ウクライナの戦場で負傷した将兵2人、帰属する国で命運分かれる
(CNN) ウクライナの戦場で、ウクライナ軍とロシア軍それぞれに所属する将兵2人が負傷した。負傷者に対する両軍の扱いの違いから、2人に訪れた結果は極めて対照的なものとなった。CNNの記者が取材した。
ウクライナ南部ザポリージャ州の戦線上空を飛行するドローン(無人機)の映像。緑の草地に、車両の轍(わだち)や砲弾によるものとみられる無数の穴が映っている。ドローンは轍の中に横たわる兵士1人を発見した。
この兵士はウクライナ軍に所属するセルヒーさんで自身の部隊とはぐれ、砲撃で胸と脚を負傷していた。ボディーカメラの映像で、傷口から出血しているのが確認できる。
後に病院で手当てを受けたセルヒーさんはCNNの取材に答え、横たわっていた地点から極めて近い位置にロシア軍がいるのを認識していたと振り返った。

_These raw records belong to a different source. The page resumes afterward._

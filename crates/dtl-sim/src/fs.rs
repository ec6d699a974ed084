//! `InMemoryFileSystem`: an in-memory `FileSystemBackend`.
//!
//! Files are tracked by name and size only; no bytes are ever stored —
//! the DTL never moves real user data. `append`/`read` return simulated
//! elapsed time derived from a flat disk bandwidth and per-operation
//! latency, the same shape of model `dtl-core`'s File engine
//! already assumes its `FileSystemBackend` collaborator provides.

use std::collections::HashMap;
use std::sync::Mutex;

use dtl_core::FileSystemBackend;
use log::{debug, warn};

/// Simulated sequential disk bandwidth (1 GB/s).
pub const DEFAULT_BANDWIDTH_BYTES_PER_SEC: f64 = 1.0e9;
/// Fixed per-operation latency charged on top of the bandwidth term.
pub const DEFAULT_LATENCY_SECS: f64 = 1.0e-4;

#[derive(Debug)]
pub struct InMemoryFileSystem {
    files: Mutex<HashMap<String, u64>>,
    bandwidth_bytes_per_sec: f64,
    latency_secs: f64,
}

impl Default for InMemoryFileSystem {
    fn default() -> Self {
        Self::new()
    }
}

impl InMemoryFileSystem {
    pub fn new() -> Self {
        Self {
            files: Mutex::new(HashMap::new()),
            bandwidth_bytes_per_sec: DEFAULT_BANDWIDTH_BYTES_PER_SEC,
            latency_secs: DEFAULT_LATENCY_SECS,
        }
    }

    pub fn with_bandwidth(bandwidth_bytes_per_sec: f64, latency_secs: f64) -> Self {
        Self { files: Mutex::new(HashMap::new()), bandwidth_bytes_per_sec, latency_secs }
    }

    fn transfer_time(&self, bytes: u64) -> f64 {
        self.latency_secs + (bytes as f64) / self.bandwidth_bytes_per_sec
    }
}

impl FileSystemBackend for InMemoryFileSystem {
    fn create(&self, path: &str) -> Result<(), String> {
        let mut guard = self.files.lock().unwrap();
        if !guard.contains_key(path) {
            guard.insert(path.to_string(), 0);
            debug!("fs: created '{path}'");
        }
        Ok(())
    }

    fn append(&self, path: &str, bytes: u64) -> Result<f64, String> {
        let mut guard = self.files.lock().unwrap();
        *guard.entry(path.to_string()).or_insert(0) += bytes;
        let elapsed = self.transfer_time(bytes);
        debug!("fs: appended {bytes} bytes to '{path}' ({elapsed:.6}s)");
        Ok(elapsed)
    }

    fn read(&self, path: &str, offset: u64, bytes: u64) -> Result<f64, String> {
        let guard = self.files.lock().unwrap();
        let size = guard.get(path).copied().ok_or_else(|| {
            warn!("fs: read of '{path}' failed, no such file");
            format!("no such file '{path}'")
        })?;
        if offset.saturating_add(bytes) > size {
            warn!("fs: read of {bytes} bytes at offset {offset} exceeds '{path}' size {size}");
            return Err(format!("read of {bytes} bytes at offset {offset} exceeds '{path}' size {size}"));
        }
        Ok(self.transfer_time(bytes))
    }

    fn size(&self, path: &str) -> Option<u64> {
        self.files.lock().unwrap().get(path).copied()
    }

    fn list_dir(&self, dir: &str) -> Vec<String> {
        let prefix = format!("{}/", dir.trim_end_matches('/'));
        self.files.lock().unwrap().keys().filter(|p| p.starts_with(&prefix)).cloned().collect()
    }
}

#[cfg(test)]
mod tests {
    use super::*;

    #[test]
    fn append_grows_size_and_charges_bandwidth_time() {
        let fs = InMemoryFileSystem::with_bandwidth(1000.0, 0.0);
        fs.create("/scratch/data.0").unwrap();
        let elapsed = fs.append("/scratch/data.0", 2000).unwrap();
        assert_eq!(elapsed, 2.0);
        assert_eq!(fs.size("/scratch/data.0"), Some(2000));
    }

    #[test]
    fn read_past_written_size_errors() {
        let fs = InMemoryFileSystem::new();
        fs.create("/scratch/data.0").unwrap();
        fs.append("/scratch/data.0", 100).unwrap();
        assert!(fs.read("/scratch/data.0", 0, 200).is_err());
        assert!(fs.read("/scratch/data.0", 0, 100).is_ok());
    }

    #[test]
    fn read_missing_file_errors() {
        let fs = InMemoryFileSystem::new();
        assert!(fs.read("/scratch/nope", 0, 1).is_err());
    }

    #[test]
    fn list_dir_returns_only_matching_prefix() {
        let fs = InMemoryFileSystem::new();
        fs.create("/scratch/data.0").unwrap();
        fs.create("/scratch/data.1").unwrap();
        fs.create("/other/data.0").unwrap();
        let mut names = fs.list_dir("/scratch");
        names.sort();
        assert_eq!(names, vec!["/scratch/data.0".to_string(), "/scratch/data.1".to_string()]);
    }
}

ドローンを操縦していたウクライナ軍の兵士は飲料水や医薬品、メモを機体にくくりつけ、再度セルヒーさんのいる地点へ飛ばすと、その頭上からこれらの物を落とした。
しかし、この時のセルヒーさんには落とされたのが味方からの支援物資なのかロシア軍の爆弾なのかが分からず、どちらになるかは運次第だと思ったという。
この後のドローンの映像には、機体が自分を救うために飛んできたのだと気付くセルヒーさんの様子が映っている。セルヒーさんは地面に横たわったまま落とされた物資を確認し、上空のドローンのカメラに向けて親指を立てている。

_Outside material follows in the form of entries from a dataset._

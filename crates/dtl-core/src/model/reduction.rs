//! Reduction pipeline: decimation and compression.
//!
//! A `Variable` carries at most one `AttachedReduction`: attaching a
//! second, different method is `DoubleReduction`; re-parameterizing the
//! *same* method is allowed and simply replaces the params.
//! `ReductionMethod` is the query surface a publisher or subscriber calls
//! to ask what a reduction would do to a variable's size and how many
//! FLOPs it costs to apply or reverse.

use std::collections::BTreeMap;

use serde::{Deserialize, Serialize};

use crate::constants::{
    DEFAULT_COMPRESSION_COST_PER_ELEMENT, DEFAULT_DECIMATION_COST_PER_ELEMENT, DEFAULT_DECOMPRESSION_COST_PER_ELEMENT,
};
use crate::errors::DtlError;
use crate::model::variable::Variable;

/// String-keyed parameter bag: plain key/value pairs rather than a typed
/// struct per method, matching how the configuration grammar and test
/// harnesses pass reduction options.
pub type ReductionParams = BTreeMap<String, String>;

#[derive(Debug, Clone, Copy, PartialEq, Eq, Serialize, Deserialize)]
pub enum ReductionKind {
    Decimation,
    Compression,
}

#[derive(Debug, Clone, Copy, PartialEq, Eq, Serialize, Deserialize)]
pub enum Interpolation {
    Nearest,
    Linear,
    Quadratic,
    Cubic,
}

impl Default for Interpolation {
    fn default() -> Self {
        Interpolation::Nearest
    }
}

impl Interpolation {
    fn parse(s: &str) -> Result<Self, DtlError> {
        match s {
            "nearest" => Ok(Interpolation::Nearest),
            "linear" => Ok(Interpolation::Linear),
            "quadratic" => Ok(Interpolation::Quadratic),
            "cubic" => Ok(Interpolation::Cubic),
            other => Err(DtlError::UnknownDecimationInterpolation(other.to_string())),
        }
    }
}

#[derive(Debug, Clone, PartialEq, Serialize, Deserialize)]
pub struct DecimationParams {
    pub stride: Vec<u64>,
    pub interpolation: Interpolation,
    pub cost_per_element: f64,
}

impl DecimationParams {
    pub fn parse(params: &ReductionParams, ndims: usize) -> Result<Self, DtlError> {
        let mut stride = vec![1u64; ndims];
        let mut interpolation = Interpolation::default();
        let mut cost_per_element = DEFAULT_DECIMATION_COST_PER_ELEMENT;

        for (key, value) in params {
            match key.as_str() {
                "stride" => {
                    let parsed: Result<Vec<u64>, _> = value.split(',').map(|s| s.trim().parse::<u64>()).collect();
                    let parsed = parsed.map_err(|_| DtlError::InconsistentDecimationStride(format!("non-numeric stride '{value}'")))?;
                    if parsed.len() != ndims {
                        return Err(DtlError::InconsistentDecimationStride(format!(
                            "stride has {} entries, variable has {ndims} dimensions",
                            parsed.len()
                        )));
                    }
                    if parsed.iter().any(|&s| s == 0) {
                        return Err(DtlError::InconsistentDecimationStride("stride entries must be >= 1".into()));
                    }
                    stride = parsed;
                }
                "interpolation" => interpolation = Interpolation::parse(value)?,
                "cost_per_element" => {
                    cost_per_element = value
                        .parse::<f64>()
                        .map_err(|_| DtlError::UnknownDecimationOption(format!("cost_per_element '{value}' is not numeric")))?;
                }
                other => return Err(DtlError::UnknownDecimationOption(other.to_string())),
            }
        }

        Ok(DecimationParams { stride, interpolation, cost_per_element })
    }

    fn reduced_dims(&self, dims: &[u64]) -> Vec<u64> {
        dims.iter()
            .zip(self.stride.iter())
            .map(|(&d, &s)| (d + s - 1) / s)
            .collect()
    }
}

#[derive(Debug, Clone, PartialEq, Serialize, Deserialize)]
pub struct CompressionParams {
    pub ratio: f64,
    pub compression_cost_per_element: f64,
    pub decompression_cost_per_element: f64,
}

/// `-log10(accuracy)`-derived ratio for the "sz" profile: at
/// `accuracy=1e-3, data_smoothness=0.5` this must exceed the "zfp"
/// profile's ratio at `accuracy=1e-6`. SZ's ratio grows with the field's
/// smoothness, reflecting that a smoother field leaves
/// more redundancy for the predictor to exploit.
fn sz_ratio(accuracy: f64, data_smoothness: f64) -> f64 {
    (data_smoothness * (-accuracy.log10()) * 10.0).max(1.0)
}

/// ZFP compresses by a fixed-rate transform independent of smoothness.
fn zfp_ratio(accuracy: f64) -> f64 {
    ((-accuracy.log10()) * 2.0).max(1.0)
}

impl CompressionParams {
    pub fn parse(params: &ReductionParams) -> Result<Self, DtlError> {
        let mut ratio: Option<f64> = None;
        let mut compression_cost_per_element = DEFAULT_COMPRESSION_COST_PER_ELEMENT;
        let mut decompression_cost_per_element = DEFAULT_DECOMPRESSION_COST_PER_ELEMENT;
        let mut profile: Option<String> = None;
        let mut accuracy: Option<f64> = None;
        let mut data_smoothness: Option<f64> = None;

        for (key, value) in params {
            match key.as_str() {
                "compression_ratio" => {
                    ratio = Some(value.parse::<f64>().map_err(|_| {
                        DtlError::InconsistentCompressionRatio(format!("compression_ratio '{value}' is not numeric"))
                    })?);
                }
                "compressor" => profile = Some(value.clone()),
                "accuracy" => {
                    accuracy = Some(value.parse::<f64>().map_err(|_| {
                        DtlError::InconsistentCompressionRatio(format!("accuracy '{value}' is not numeric"))
                    })?);
                }
                "data_smoothness" => {
                    data_smoothness = Some(value.parse::<f64>().map_err(|_| {
                        DtlError::InconsistentCompressionRatio(format!("data_smoothness '{value}' is not numeric"))
                    })?);
                }
                "compression_cost_per_element" => {
                    compression_cost_per_element = value
                        .parse::<f64>()
                        .map_err(|_| DtlError::UnknownCompressionOption(format!("compression_cost_per_element '{value}' is not numeric")))?;
                }
                "decompression_cost_per_element" => {
                    decompression_cost_per_element = value
                        .parse::<f64>()
                        .map_err(|_| DtlError::UnknownCompressionOption(format!("decompression_cost_per_element '{value}' is not numeric")))?;
                }
                other => return Err(DtlError::UnknownCompressionOption(other.to_string())),
            }
        }

        let resolved_ratio = match (ratio, profile.as_deref()) {
            (Some(r), _) => r,
            (None, Some("sz")) => {
                let acc = accuracy.ok_or_else(|| DtlError::InconsistentCompressionRatio("sz profile requires 'accuracy'".into()))?;
                sz_ratio(acc, data_smoothness.unwrap_or(1.0))
            }
            (None, Some("zfp")) => {
                let acc = accuracy.ok_or_else(|| DtlError::InconsistentCompressionRatio("zfp profile requires 'accuracy'".into()))?;
                zfp_ratio(acc)
            }
            (None, Some(other)) => return Err(DtlError::UnknownCompressionOption(format!("unknown compressor profile '{other}'"))),
            (None, None) => return Err(DtlError::InconsistentCompressionRatio("no compression_ratio or compressor profile given".into())),
        };

        if resolved_ratio < 1.0 {
            return Err(DtlError::InconsistentCompressionRatio(format!("ratio {resolved_ratio} must be >= 1.0")));
        }

        Ok(CompressionParams { ratio: resolved_ratio, compression_cost_per_element, decompression_cost_per_element })
    }
}

#[derive(Debug, Clone, PartialEq, Serialize, Deserialize)]
pub struct AttachedReduction {
    pub kind: ReductionKind,
    pub decimation: Option<DecimationParams>,
    pub compression: Option<CompressionParams>,
    pub applied_by_publisher: bool,
}

impl AttachedReduction {
    pub fn decimation(params: DecimationParams, applied_by_publisher: bool) -> Self {
        Self { kind: ReductionKind::Decimation, decimation: Some(params), compression: None, applied_by_publisher }
    }

    pub fn compression(params: CompressionParams, applied_by_publisher: bool) -> Self {
        Self { kind: ReductionKind::Compression, decimation: None, compression: Some(params), applied_by_publisher }
    }

    /// Whether `self` and a newly requested attachment are the same method
    /// (re-parameterization is allowed) as opposed to a genuinely different
    /// method (forbidden, `DoubleReduction`).
    pub fn same_method(&self, other_kind: ReductionKind) -> bool {
        self.kind == other_kind
    }
}

/// Attaches (or re-parameterizes) a reduction on `var`: a subscriber may
/// never attach compression on top of a publisher-side reduction, and a
/// subscriber may not switch a publisher-reduced variable to a different
/// method (only reparametrize the existing one).
pub fn attach_reduction(var: &mut Variable, kind: ReductionKind, params: &ReductionParams, applied_by_publisher: bool) -> Result<(), DtlError> {
    if !applied_by_publisher && kind == ReductionKind::Compression && var.is_reduced_by_publisher() {
        return Err(DtlError::SubscriberSideCompression);
    }
    if let Some(existing) = &var.reduction {
        if !applied_by_publisher && !existing.same_method(kind) {
            return Err(DtlError::DoubleReduction);
        }
    }

    let ndims = var.shape.len();
    let keep_applied_by_publisher = var.reduction.as_ref().map(|r| r.applied_by_publisher).unwrap_or(applied_by_publisher);
    let new_reduction = match kind {
        ReductionKind::Decimation => AttachedReduction::decimation(DecimationParams::parse(params, ndims)?, keep_applied_by_publisher),
        ReductionKind::Compression => AttachedReduction::compression(CompressionParams::parse(params)?, keep_applied_by_publisher),
    };
    var.reduction = Some(new_reduction);
    Ok(())
}

/// Stateless query surface over a `Variable`'s attached reduction. Grouped
/// behind a unit struct (rather than free functions) so call sites read
/// `ReductionMethod::global_size(var)` rather than a loose collection of
/// top-level functions.
pub struct ReductionMethod;

impl ReductionMethod {
    pub fn reduced_global_shape(var: &Variable) -> Result<Vec<u64>, DtlError> {
        let reduction = var.reduction.as_ref().ok_or(DtlError::UnknownReductionMethod("none attached".into()))?;
        match reduction.kind {
            ReductionKind::Decimation => {
                let params = reduction.decimation.as_ref().expect("decimation kind implies decimation params");
                Ok(params.reduced_dims(&var.shape))
            }
            ReductionKind::Compression => Ok(var.shape.clone()),
        }
    }

    pub fn reduced_global_size(var: &Variable) -> Result<u64, DtlError> {
        let reduction = var.reduction.as_ref().ok_or(DtlError::UnknownReductionMethod("none attached".into()))?;
        match reduction.kind {
            ReductionKind::Decimation => {
                let shape = Self::reduced_global_shape(var)?;
                super::variable::checked_byte_size(var.element_size, &shape)
            }
            ReductionKind::Compression => {
                let params = reduction.compression.as_ref().expect("compression kind implies compression params");
                let raw = var.global_size()?;
                Ok(((raw as f64) / params.ratio).ceil() as u64)
            }
        }
    }

    /// Reduced byte size of this actor's local region for one transaction,
    /// scaled by `var.transaction_selection.count()` the same way
    /// `Variable::local_size` is. Computed from the raw per-transaction
    /// region directly (not via `Variable::local_size`) so the transaction
    /// multiplier is applied exactly once.
    pub fn reduced_local_size(var: &Variable) -> Result<u64, DtlError> {
        let reduction = var.reduction.as_ref().ok_or(DtlError::UnknownReductionMethod("none attached".into()))?;
        let tx_count = var.transaction_selection.count();
        let per_tx = match reduction.kind {
            ReductionKind::Decimation => {
                let params = reduction.decimation.as_ref().expect("decimation kind implies decimation params");
                let (_, count) = var.effective_region();
                let reduced = params.reduced_dims(&count);
                super::variable::checked_byte_size(var.element_size, &reduced)?
            }
            ReductionKind::Compression => {
                let params = reduction.compression.as_ref().expect("compression kind implies compression params");
                let (_, count) = var.effective_region();
                let raw = super::variable::checked_byte_size(var.element_size, &count)?;
                ((raw as f64) / params.ratio).ceil() as u64
            }
        };
        Ok(per_tx.saturating_mul(tx_count))
    }

    /// FLOPs charged to the publisher actor that applies the reduction
    /// before a transaction commits.
    pub fn flops_to_reduce(var: &Variable) -> Result<f64, DtlError> {
        let reduction = var.reduction.as_ref().ok_or(DtlError::UnknownReductionMethod("none attached".into()))?;
        let (_, count) = var.effective_region();
        let elements: u64 = count.iter().product::<u64>().max(1);
        let cost_per_element = match reduction.kind {
            ReductionKind::Decimation => reduction.decimation.as_ref().expect("decimation params").cost_per_element,
            ReductionKind::Compression => reduction.compression.as_ref().expect("compression params").compression_cost_per_element,
        };
        Ok(cost_per_element * elements as f64)
    }

    /// FLOPs charged to the subscriber actor that decompresses on `get`,
    /// scaled by `var.transaction_selection.count()`: decompressing `k`
    /// historical transactions' worth of data costs `k` times as much.
    /// Decimation has no inverse cost: a decimated variable simply has
    /// fewer samples, there's nothing to reconstruct.
    pub fn flops_to_decompress(var: &Variable) -> Result<f64, DtlError> {
        let reduction = var.reduction.as_ref().ok_or(DtlError::UnknownReductionMethod("none attached".into()))?;
        match reduction.kind {
            ReductionKind::Decimation => Ok(0.0),
            ReductionKind::Compression => {
                let params = reduction.compression.as_ref().expect("compression params");
                let (_, count) = var.effective_region();
                let elements: u64 = count.iter().product::<u64>().max(1);
                let tx_count = var.transaction_selection.count();
                Ok(params.decompression_cost_per_element * elements as f64 * tx_count as f64)
            }
        }
    }
}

映像の中で、セルヒーさんは水でのどを潤し、傷の応急処置をしている。やがて体力を取り戻し、自力で部隊に戻ることが出来た。
味方の兵士らは、セルヒーさんが肺に穴の開いた状態で2日間生き延びたと知り、非常に驚いていたという。
現在は病院で順調に回復しているセルヒーさん。記者に対し、今後の人生により大きな価値と目的を見いだしていると語った。
当該のドローンを操縦したユージーンさんは「自分たちにとってはどんな命も大切だ。良心に従えば、戦場で誰かを取り残すことなど出来ない」と語った。